In response to my friend’s post, another friend suggested that home-schooled kids are ‘weird’ because they do not have the same pressure to conform that publicly schooled children have (in the ways of social behaviors this may be considered a necessary skill, while in the area of a child’s talents and interests it creates the possibility of repression).   As a girl who was publicly schooled as a child, I recognize that my views and interests were shaped a lot by my peers in school.  There were things that were considered ‘cool’ when it came to clothing, activities and even who you were friends with, and there were things that were ‘uncool’.  To allow yourself to be labelled with something ‘uncool’ is opening yourself up to be ostracized and ridiculed, and maybe even to lose your friends.  This is a scary thing for a child, and most will bend to this pressure to fit in.  I admit that in a lot of ways, I altered who I was and what I might rather be doing out of fear.  I wonder to this day what sort of person I might be, what I might be interested in and even what type of clothing I might buy, if I had not been brainwashed to care about what the general public would think of me.   This is a curse that many home-schooled kids seem to be able to avoid.

I recently read the Wikipedia article on Homeschooling, and skimmed through some of the comments made in reference to research that has been done on home-schooled children recently.  It basically stated that recently, home-schooled students had been found to perform better on standardized tests than their public-schooled peers.  Another interesting point made was that the gaps between minorities and genders were much less prevalent in home-schooled students.

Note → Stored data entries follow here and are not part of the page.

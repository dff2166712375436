//! Domain types shared across the binder, the stream transport, and the
//! HTTP directory API.

mod event;
mod interview;

pub use event::{EventPayload, StatusChange, StreamEvent};
pub use interview::{
    Interview, InterviewDetail, InterviewStatus, MetricsSnapshot, Speaker, TranscriptEntry,
};
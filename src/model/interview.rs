use chrono::{DateTime, Utc};
use serde::{Deserialize, Serialize};

/// Lifecycle status of an interview session
#[derive(Debug, Clone, Copy, PartialEq, Eq, Serialize, Deserialize)]
#[serde(rename_all = "snake_case")]
pub enum InterviewStatus {
    Scheduled,
    InProgress,
    Completed,
    Cancelled,
}

impl InterviewStatus {
    /// Wire-level name, as used in the status filter query parameter
    pub fn as_str(self) -> &'static str {
        match self {
            InterviewStatus::Scheduled => "scheduled",
            InterviewStatus::InProgress => "in_progress",
            InterviewStatus::Completed => "completed",
            InterviewStatus::Cancelled => "cancelled",
        }
    }
}

/// Who produced a transcript line
#[derive(Debug, Clone, Copy, PartialEq, Eq, Serialize, Deserialize)]
#[serde(rename_all = "lowercase")]
pub enum Speaker {
    Candidate,
    Interviewer,
}

/// One scheduled/ongoing/completed interview between a candidate and the
/// AI interviewer
#[derive(Debug, Clone, Serialize, Deserialize)]
#[serde(rename_all = "camelCase")]
pub struct Interview {
    pub id: String,

    pub candidate_id: String,

    pub candidate_name: String,

    pub position: String,

    pub status: InterviewStatus,

    /// When the session was (or is) scheduled to start
    pub scheduled_at: DateTime<Utc>,

    /// Set once the session has finished
    #[serde(skip_serializing_if = "Option::is_none")]
    pub completed_at: Option<DateTime<Utc>>,

    /// Total duration in seconds, for completed sessions
    #[serde(skip_serializing_if = "Option::is_none")]
    pub duration: Option<u32>,

    /// Aggregate score assigned after completion
    #[serde(skip_serializing_if = "Option::is_none")]
    pub score: Option<u32>,
}

/// A single transcribed line within a session
#[derive(Debug, Clone, PartialEq, Serialize, Deserialize)]
pub struct TranscriptEntry {
    /// Unique within one session
    pub id: String,

    pub speaker: Speaker,

    pub text: String,

    /// Offset in seconds from session start. Informational for seeking;
    /// entries keep their arrival order regardless of this value.
    pub timestamp: f64,

    /// Recognition confidence, 0.0 to 1.0
    pub confidence: f32,
}

/// Aggregate metrics for a session. At most one snapshot is current at a
/// time; a new one replaces the old wholesale.
#[derive(Debug, Clone, PartialEq, Serialize, Deserialize)]
#[serde(rename_all = "camelCase")]
pub struct MetricsSnapshot {
    pub pauses_sec: f64,
    pub avg_confidence: f32,
    /// Words per minute
    pub speaking_rate: u32,
    pub sentiment_score: f32,
    pub keywords_used: Vec<String>,
    pub technical_score: u32,
    pub communication_score: u32,
    pub overall_score: u32,
}

/// An interview together with any historical transcript and metrics,
/// as returned by the session loader for completed sessions
#[derive(Debug, Clone, Serialize, Deserialize)]
#[serde(rename_all = "camelCase")]
pub struct InterviewDetail {
    #[serde(flatten)]
    pub interview: Interview,

    #[serde(skip_serializing_if = "Option::is_none")]
    pub transcript: Option<Vec<TranscriptEntry>>,

    #[serde(skip_serializing_if = "Option::is_none")]
    pub metrics: Option<MetricsSnapshot>,
}

impl InterviewDetail {
    /// Wrap a bare interview with no history attached
    pub fn bare(interview: Interview) -> Self {
        Self {
            interview,
            transcript: None,
            metrics: None,
        }
    }
}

Might I suggest that a child’s ‘strangeness’ has nothing to do with how they are schooled, but rather how they are parented? These studies might also suggest that academic achievement also is not affected by the method of learning, but rather more to do with how invested a parent is in their child’s learning.  For example, a parent who is wanting to teach their child at home is likely going to be more involved in their child’s learning and development.  It stands to reason that a child who has invested parents is more likely to succeed than a child who is left alone.  Any child who spends the majority of their days in their bedroom in front of a computer monitor is more likely to be socially awkward than a child who spends much of their free time outdoors playing with other children – regardless of whether their ‘at school’ time is spent in or out of the home.

One advantage of home-schooling is that it typically takes less time in a day than public-schooled children spend in school, and so they have more time available for ‘playing’, which seems to be something we are sadly getting increasingly too busy for.